The relationship between Wikipedia entries and the scientific literature wasn’t the same in all regions. When Hanley and Thompson broke the published scientific papers down by the gross domestic product of their countries of origin, they found that Wikipedia articles had a stronger effect on the vocabulary in scientific papers published by scientists in countries with weaker economies. “If you think about it, if you’re a relatively rich country, you have access at your institution to a whole list of journals and the underlying scientific literature,” Hanley notes. Institutions in poorer countries, however, may not be able to afford expensive journal subscriptions, so scientists in those countries may rely more heavily on publicly available sources like Wikipedia.
The Wikipedia study is “excellent research design and very solid analysis,” says Heather Ford, who studies digital politics at the University of Leeds in England. “As far as I know, this is the first paper that attributes a strong link between what is on Wikipedia and the development of science.” But, she says, this is only within chemistry. The influence may be different in different fields.
“It’s addressing a question long in people’s minds but difficult to pin down and prove,” says Shafee. It’s a link, but tracking language, he explains, isn’t the same as finding out how ideas and concepts were moving from Wikipedia into the ivory tower. “It’s a real cliché to say more research is needed, but I think in this case it’s probably true.”
Hanley and Thompson would be the first to agree. “I think about this as a first step,” Hanley says. “It’s showing that Wikipedia is not just a passive resource, it also has an effect on the frontiers of knowledge.”
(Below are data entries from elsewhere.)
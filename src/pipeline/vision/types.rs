use crate::models::{DetectedItem, ScanExtraction};

/// The structured field set requested from the vision model, as parsed
/// from its JSON reply. Every field is optional: the parser is lenient
/// and downstream code fills gaps from the local path or fallbacks.
#[derive(Debug, Clone, Default, PartialEq)]
pub struct VisionFields {
    pub product_name: Option<String>,
    pub detected_items: Vec<VisionDetectedItem>,
    pub category_name: Option<String>,
    pub manufacturing_date: Option<String>,
    pub expiry_date: Option<String>,
    pub best_before_text: Option<String>,
    pub best_before_value: Option<i64>,
    pub best_before_unit: Option<String>,
    pub confidence: Option<String>,
    pub field_confidence: Option<VisionFieldConfidence>,
}

/// One entry of the model's `detectedItems` array.
#[derive(Debug, Clone, Default, PartialEq)]
pub struct VisionDetectedItem {
    pub name: Option<String>,
    pub category: Option<String>,
    pub expiry_date: Option<String>,
}

/// The model's own per-field confidence block.
#[derive(Debug, Clone, Default, PartialEq)]
pub struct VisionFieldConfidence {
    pub name: Option<String>,
    pub expiry: Option<String>,
    pub category: Option<String>,
}

/// A finished vision extraction: the merged scan result plus the
/// structured per-item list when the model detected several products.
#[derive(Debug, Clone, PartialEq)]
pub struct VisionExtraction {
    pub scan: ScanExtraction,
    pub items: Option<Vec<DetectedItem>>,
}
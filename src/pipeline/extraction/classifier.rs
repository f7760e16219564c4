//! Optional image-classifier hook for the local extraction path.
//!
//! The hook exists so a vision model (on-device or remote) can supply a
//! product guess when the label text alone says nothing useful. The
//! shipped default is [`NullClassifier`]: classification stays a
//! pluggable capability, not a hardcoded branch.

use crate::models::{GENERAL_CATEGORY, UNKNOWN_PRODUCT};

/// A product guess produced from image appearance alone.
#[derive(Debug, Clone, PartialEq, Eq)]
pub struct ProductGuess {
    pub product_name: String,
    pub category_name: String,
}

impl ProductGuess {
    pub fn new(product_name: impl Into<String>, category_name: impl Into<String>) -> Self {
        Self {
            product_name: product_name.into(),
            category_name: category_name.into(),
        }
    }
}

/// Classifies a product photo into a (name, category) guess.
pub trait ImageClassifier: Send + Sync {
    /// `None` when the classifier is disabled or cannot identify a food
    /// product in the image.
    fn classify(&self, image: &[u8]) -> Option<ProductGuess>;
}

/// Disabled classifier: always abstains.
pub struct NullClassifier;

impl ImageClassifier for NullClassifier {
    fn classify(&self, _image: &[u8]) -> Option<ProductGuess> {
        None
    }
}

/// Fixed-answer classifier for tests.
pub struct FixedClassifier {
    guess: Option<ProductGuess>,
}

impl FixedClassifier {
    pub fn new(product_name: &str, category_name: &str) -> Self {
        Self {
            guess: Some(ProductGuess::new(product_name, category_name)),
        }
    }

    pub fn abstaining() -> Self {
        Self { guess: None }
    }
}

impl ImageClassifier for FixedClassifier {
    fn classify(&self, _image: &[u8]) -> Option<ProductGuess> {
        self.guess.clone()
    }
}

/// Map a raw classifier label (e.g. an ImageNet-style class name) to a
/// product name and category. Intended for [`ImageClassifier`]
/// implementations that emit free-form labels.
pub fn map_label_to_product(label: &str) -> Option<ProductGuess> {
    const TABLE: &[(&[&str], &str, &str)] = &[
        (&["milk", "carton"], "Milk", "Dairy"),
        (&["cheese", "yogurt", "butter", "cream"], "Dairy Product", "Dairy"),
        (&["egg"], "Eggs", "Dairy"),
        (&["bread", "bagel", "loaf", "toast"], "Bread", "Bakery Item"),
        (
            &["cake", "croissant", "muffin", "pretzel", "dough"],
            "Bakery Product",
            "Bakery Item",
        ),
        (&["tomato"], "Tomato", "Vegetables"),
        (&["onion"], "Onion", "Vegetables"),
        (&["potato"], "Potato", "Vegetables"),
        (&["carrot"], "Carrot", "Vegetables"),
        (&["broccoli"], "Broccoli", "Vegetables"),
        (&["cucumber"], "Cucumber", "Vegetables"),
        (&["pepper", "capsicum"], "Pepper", "Vegetables"),
        (&["mushroom"], "Mushroom", "Vegetables"),
        (&["cabbage"], "Cabbage", "Vegetables"),
        (&["lettuce"], "Lettuce", "Vegetables"),
        (&["banana"], "Banana", "Fruits"),
        (&["apple"], "Apple", "Fruits"),
        (&["orange"], "Orange", "Fruits"),
        (&["lemon"], "Lemon", "Fruits"),
        (&["strawberry"], "Strawberry", "Fruits"),
        (&["pineapple"], "Pineapple", "Fruits"),
        (&["grape"], "Grapes", "Fruits"),
        (&["watermelon", "melon"], "Melon", "Fruits"),
        (&["peach"], "Peach", "Fruits"),
        (&["pear"], "Pear", "Fruits"),
        (&["mango"], "Mango", "Fruits"),
        (&["chocolate"], "Chocolate", "Snacks"),
        (&["biscuit", "cookie", "cracker"], "Biscuit", "Snacks"),
        (&["chips", "crisp"], "Chips", "Snacks"),
        (&["candy", "toffee", "gummy"], "Candy", "Snacks"),
        (&["ice cream", "popsicle"], "Ice Cream", "Frozen"),
        (&["chicken", "hen"], "Chicken", "Meat"),
        (&["beef", "steak"], "Beef", "Meat"),
        (&["fish", "tuna", "salmon"], "Fish", "Meat"),
        (&["pork", "ham", "bacon", "sausage"], "Pork", "Meat"),
        (&["meat", "lamb", "mutton"], "Meat Product", "Meat"),
        (&["shrimp", "prawn", "lobster"], "Seafood", "Meat"),
        (&["rice"], "Rice", "Grains"),
        (&["pasta", "spaghetti", "noodle"], "Pasta", "Grains"),
        (&["cereal", "oat", "granola"], "Cereal", "Grains"),
        (&["juice"], "Juice", "Beverages"),
        (&["soda", "cola"], "Soda", "Beverages"),
        (&["water", "bottle"], "Water", "Beverages"),
        (&["coffee"], "Coffee", "Beverages"),
        (&["tea"], "Tea", "Beverages"),
        (
            &["sauce", "ketchup", "mustard", "mayonnaise"],
            "Condiment",
            "Condiments",
        ),
        (&["honey"], "Honey", "Condiments"),
        (&["jam", "jelly"], "Jam", "Condiments"),
    ];

    let lower = label.to_lowercase();
    TABLE
        .iter()
        .find(|(keywords, _, _)| keywords.iter().any(|k| lower.contains(k)))
        .map(|&(_, name, category)| ProductGuess::new(name, category))
}

#[cfg(test)]
mod tests {
    use super::*;

    #[test]
    fn null_classifier_abstains() {
        assert_eq!(NullClassifier.classify(b"any image"), None);
    }

    #[test]
    fn fixed_classifier_returns_guess() {
        let classifier = FixedClassifier::new("Milk", "Dairy");
        let guess = classifier.classify(b"img").unwrap();
        assert_eq!(guess.product_name, "Milk");
        assert_eq!(guess.category_name, "Dairy");
    }

    #[test]
    fn label_mapping_hits() {
        let guess = map_label_to_product("a carton of milk").unwrap();
        assert_eq!(guess.product_name, "Milk");
        assert_eq!(guess.category_name, "Dairy");

        let guess = map_label_to_product("Granny Smith apple").unwrap();
        assert_eq!(guess.category_name, "Fruits");
    }

    #[test]
    fn label_mapping_misses() {
        assert_eq!(map_label_to_product("cardboard box"), None);
    }

    #[test]
    fn unknown_constants_are_not_mapped() {
        // Guards against accidentally adding sentinel strings to the table.
        assert_eq!(map_label_to_product(UNKNOWN_PRODUCT), None);
        assert_eq!(map_label_to_product(GENERAL_CATEGORY), None);
    }
}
It’s a good reason for scientists get in and edit entries within their expertise, Thompson notes. “This is a big resource for science and I think we need to recognize that,” Thompson says. “There’s value in making sure the science on Wikipedia is as good and complete as possible.” Good scientific entries might not just settle arguments. They might also help science advance. After all, scientists are watching, even if they won’t admit it.